I like the original very much so, on 5th April 2011, I had the chance to hear this fantastic track updated. The original song has been celebrated and ranked high by the media when it comes to Bush’s best songs. I think the combination of it being so relevant and eye-opening and its incredible production made it stand out. I am not sure whether Deeper Understanding is one of those songs that sounded too edgy or needed improvements. It has a warm sound and, when you listen to the chorus, you are blown away by the richness of the vocals and how you get this sort of voice coming from a computer.

By 2011, the grip and reliance on technology was even more pronounced. Although some critics feel the new recording sounds less important and it doesn’t have the same quality and impact as the original, it is a wonderful song that is clearly important to Bush. She spoke about the 2011 update to The Irish Times when promoting Director’s Cut:

When we finally speak, Bush is late, and profusely apologetic. Her day has been taken up with a short film she has directed for Deeper Understanding. It’s the first single to be taken from Director’s Cut, a new album of reworked songs culled from The Sensual Worldand The Red Shoes. Six years after the release of her last album, Aerial, Bush had multiple motivations in going back to these songs. Technological and production limitations were a factor, but artistic doubt also lingered in the back of her mind.

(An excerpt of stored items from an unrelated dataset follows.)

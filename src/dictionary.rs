use crate::error::{QueryError, Result};
use crate::schema::{ManyToOne, OneToMany, SchemaRegistry};
use heck::ToSnakeCase;
use std::collections::HashMap;

/// Physical join pair backing a relation
#[derive(Debug, Clone, PartialEq, Eq)]
pub struct Relation {
    pub from_table: String,
    pub from_column: String,
    pub to_table: String,
    pub to_column: String,
}

impl Relation {
    /// The same join seen from the other side.
    pub fn reversed(&self) -> Relation {
        Relation {
            from_table: self.to_table.clone(),
            from_column: self.to_column.clone(),
            to_table: self.from_table.clone(),
            to_column: self.from_column.clone(),
        }
    }
}

#[derive(Debug, Clone)]
struct EntityNames {
    table: String,
    columns: HashMap<String, String>,
    relations: HashMap<String, Relation>,
}

/// Logical entity/field names to physical table/column names.
///
/// Names default to the snake case of the logical name. `overrides` replaces
/// them per key: `"Entity"` for a table, `"Entity.field"` for a column and
/// `"Entity.relation"` for a many-to-one foreign-key column.
#[derive(Debug, Clone)]
pub struct NameDictionary {
    entities: HashMap<String, EntityNames>,
}

impl NameDictionary {
    pub fn new(schema: &SchemaRegistry) -> Result<Self> {
        Self::with_overrides(schema, &HashMap::new())
    }

    pub fn with_overrides(
        schema: &SchemaRegistry,
        overrides: &HashMap<String, String>,
    ) -> Result<Self> {
        let mut dictionary = Self {
            entities: HashMap::new(),
        };

        // One-to-many relations are reverses of many-to-one relations, which
        // in turn need every target column: the three passes must stay in order.
        for entity in schema.entities() {
            dictionary.add_entity(&entity.name, overrides.get(&entity.name));
            for field in &entity.fields {
                let key = format!("{}.{}", entity.name, field.name);
                dictionary.add_field(&entity.name, &field.name, overrides.get(&key))?;
            }
        }

        for entity in schema.entities() {
            for mto in &entity.many_to_one {
                let key = format!("{}.{}", entity.name, mto.name);
                dictionary.add_many_to_one(&entity.name, mto, overrides.get(&key))?;
            }
        }

        for entity in schema.entities() {
            for otm in &entity.one_to_many {
                dictionary.add_one_to_many(&entity.name, otm)?;
            }
        }

        Ok(dictionary)
    }

    pub fn table(&self, entity: &str) -> Result<&str> {
        self.names(entity).map(|names| names.table.as_str())
    }

    pub fn column(&self, entity: &str, field: &str) -> Result<&str> {
        self.names(entity)?
            .columns
            .get(field)
            .map(String::as_str)
            .ok_or_else(|| {
                QueryError::Dictionary(format!(
                    "Field {}.{} has no corresponding column in the dictionary",
                    entity, field
                ))
            })
    }

    pub fn relation(&self, entity: &str, relation: &str) -> Result<&Relation> {
        self.names(entity)?.relations.get(relation).ok_or_else(|| {
            QueryError::Dictionary(format!(
                "Relation {}.{} has no corresponding relation in the dictionary",
                entity, relation
            ))
        })
    }

    fn names(&self, entity: &str) -> Result<&EntityNames> {
        self.entities.get(entity).ok_or_else(|| {
            QueryError::Dictionary(format!(
                "Entity {} has no corresponding table in the dictionary",
                entity
            ))
        })
    }

    fn names_mut(&mut self, entity: &str) -> Result<&mut EntityNames> {
        self.entities.get_mut(entity).ok_or_else(|| {
            QueryError::Dictionary(format!(
                "Entity {} has no corresponding table in the dictionary",
                entity
            ))
        })
    }

    fn add_entity(&mut self, entity: &str, custom: Option<&String>) {
        let table = custom.cloned().unwrap_or_else(|| entity.to_snake_case());
        self.entities.insert(
            entity.to_string(),
            EntityNames {
                table,
                columns: HashMap::new(),
                relations: HashMap::new(),
            },
        );
    }

    fn add_field(&mut self, entity: &str, field: &str, custom: Option<&String>) -> Result<()> {
        let column = custom.cloned().unwrap_or_else(|| field.to_snake_case());
        self.names_mut(entity)?
            .columns
            .insert(field.to_string(), column);
        Ok(())
    }

    fn add_many_to_one(
        &mut self,
        entity: &str,
        mto: &ManyToOne,
        custom: Option<&String>,
    ) -> Result<()> {
        let to_column = self.column(&mto.target_entity, &mto.target_field)?.to_string();
        let from_column = match custom {
            Some(custom) => custom.clone(),
            None => format!("{}_{}", mto.name.to_snake_case(), to_column),
        };

        let relation = Relation {
            from_table: self.table(entity)?.to_string(),
            from_column,
            to_table: self.table(&mto.target_entity)?.to_string(),
            to_column,
        };
        self.names_mut(entity)?
            .relations
            .insert(mto.name.clone(), relation);
        Ok(())
    }

    fn add_one_to_many(&mut self, entity: &str, otm: &OneToMany) -> Result<()> {
        let relation = self
            .relation(&otm.target_entity, &otm.target_many_to_one)?
            .reversed();
        self.names_mut(entity)?
            .relations
            .insert(otm.name.clone(), relation);
        Ok(())
    }
}

#[cfg(test)]
mod tests {
    use super::*;
    use crate::testing::{library, library_entities};

    #[test]
    fn test_default_names() {
        let (_, dictionary) = library();

        assert_eq!(dictionary.table("Book").unwrap(), "book");
        assert_eq!(dictionary.column("Writer", "firstName").unwrap(), "first_name");
        assert_eq!(dictionary.column("Character", "nickName").unwrap(), "nick_name");
    }

    #[test]
    fn test_many_to_one_relation() {
        let (_, dictionary) = library();

        assert_eq!(
            dictionary.relation("Book", "writer").unwrap(),
            &Relation {
                from_table: "book".to_string(),
                from_column: "writer_id".to_string(),
                to_table: "writer".to_string(),
                to_column: "id".to_string(),
            }
        );
        assert_eq!(
            dictionary.relation("Book", "sequel").unwrap().from_column,
            "sequel_id"
        );
    }

    #[test]
    fn test_one_to_many_is_reverse_of_inverse() {
        let (schema, dictionary) = library();

        for entity in schema.entities() {
            for otm in &entity.one_to_many {
                let forward = dictionary.relation(&entity.name, &otm.name).unwrap();
                let inverse = dictionary
                    .relation(&otm.target_entity, &otm.target_many_to_one)
                    .unwrap();
                assert_eq!(forward, &inverse.reversed());
            }
        }
    }

    #[test]
    fn test_overrides() {
        let schema = SchemaRegistry::new(library_entities()).unwrap();
        let overrides = HashMap::from([
            ("Writer".to_string(), "authors".to_string()),
            ("Writer.id".to_string(), "author_uid".to_string()),
            ("Book.writer".to_string(), "author_fk".to_string()),
        ]);
        let dictionary = NameDictionary::with_overrides(&schema, &overrides).unwrap();

        assert_eq!(dictionary.table("Writer").unwrap(), "authors");
        let relation = dictionary.relation("Book", "writer").unwrap();
        assert_eq!(relation.from_column, "author_fk");
        assert_eq!(relation.to_table, "authors");
        assert_eq!(relation.to_column, "author_uid");

        let books = dictionary.relation("Writer", "books").unwrap();
        assert_eq!(books.from_table, "authors");
        assert_eq!(books.to_column, "author_fk");
    }

    #[test]
    fn test_default_foreign_key_uses_target_column() {
        let schema = SchemaRegistry::new(library_entities()).unwrap();
        let overrides = HashMap::from([("Book.id".to_string(), "isbn".to_string())]);
        let dictionary = NameDictionary::with_overrides(&schema, &overrides).unwrap();

        assert_eq!(
            dictionary.relation("Character", "book").unwrap().from_column,
            "book_isbn"
        );
    }

    #[test]
    fn test_columns_are_unique_per_entity() {
        let (schema, dictionary) = library();

        for entity in schema.entities() {
            let mut seen = std::collections::HashSet::new();
            for field in &entity.fields {
                let column = dictionary.column(&entity.name, &field.name).unwrap();
                assert!(!column.is_empty());
                assert!(seen.insert(column.to_string()));
            }
        }
    }

    #[test]
    fn test_missing_entries() {
        let (_, dictionary) = library();

        assert!(matches!(
            dictionary.table("Publisher"),
            Err(QueryError::Dictionary(_))
        ));
        assert!(matches!(
            dictionary.column("Book", "isbn"),
            Err(QueryError::Dictionary(_))
        ));
        assert!(matches!(
            dictionary.relation("Book", "title"),
            Err(QueryError::Dictionary(_))
        ));
    }
}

“I’ve wanted to do this for a while, and I think some of my more interesting songs are on those two albums. You look back on your work and often feel there’s something wrong with all of it, but that’s just part of being a human being as much as an artist. I tried to make some of those songs sound like I’d want them to sound now, but this time I wanted it to be more about the songs than the production. I also approached them in a lower key, because my voice is lower now.”

Ah yes, that voice. The multiple octaves of childlike coos and sibilant sensuality that can go from gothic whisper to oscillating scream. In 1977, when Wuthering Heightsmade her the first woman to reach No 1 in the UK charts with a self-written song, audiences didn’t know what to make of her. She had been singing and – crucially – writing her own songs since she was 13. EMI snapped her up”.

Bush has also been quite prophetic in her attitude to technology, from being one of the first musicians to use a Fairlight digital synthesiser to foreseeing (in 1989’s Deeper Understanding) the central role computers would play in our lives. It’s also the first single from Director’s Cut, and one of the most radically reimagined.

“I was trying to get across the idea of a computerised voice,” says the singer, “so back then, even with a Vocoder used as part of a group of voices, it was difficult to hear. I also wanted a single voice to convey that the computer is a single entity. We just couldn’t get the effect, but nowadays it’s so easy to computerise a voice.”

The voice in question on the song is that of Albert, aka Bertie, her 12-year-old son. Bush is famously guarded of her private life, but is effusive when speaking about him. “I thought it was more poignant to have a child as this bringer of compassion in a cold technological world. I asked him if he would sing on it, and he thought it was great fun”.

“ Director’s Cut took a long time. It’s funny, every time I start a new album I say to myself ‘this one’s going to be really quick’, and of course it ends up going on and on. But it was great to go straight into the new songs, while I was still in focused, studio mentality. With Aerialand this new album I feel there’s a greater space. They’re a bit different to my other work, but then I feel that about everything when I start it, and I don’t want to keep making the same album all the time. It’s hard to talk about work when it’s in progress, because it’s always an evolving process”.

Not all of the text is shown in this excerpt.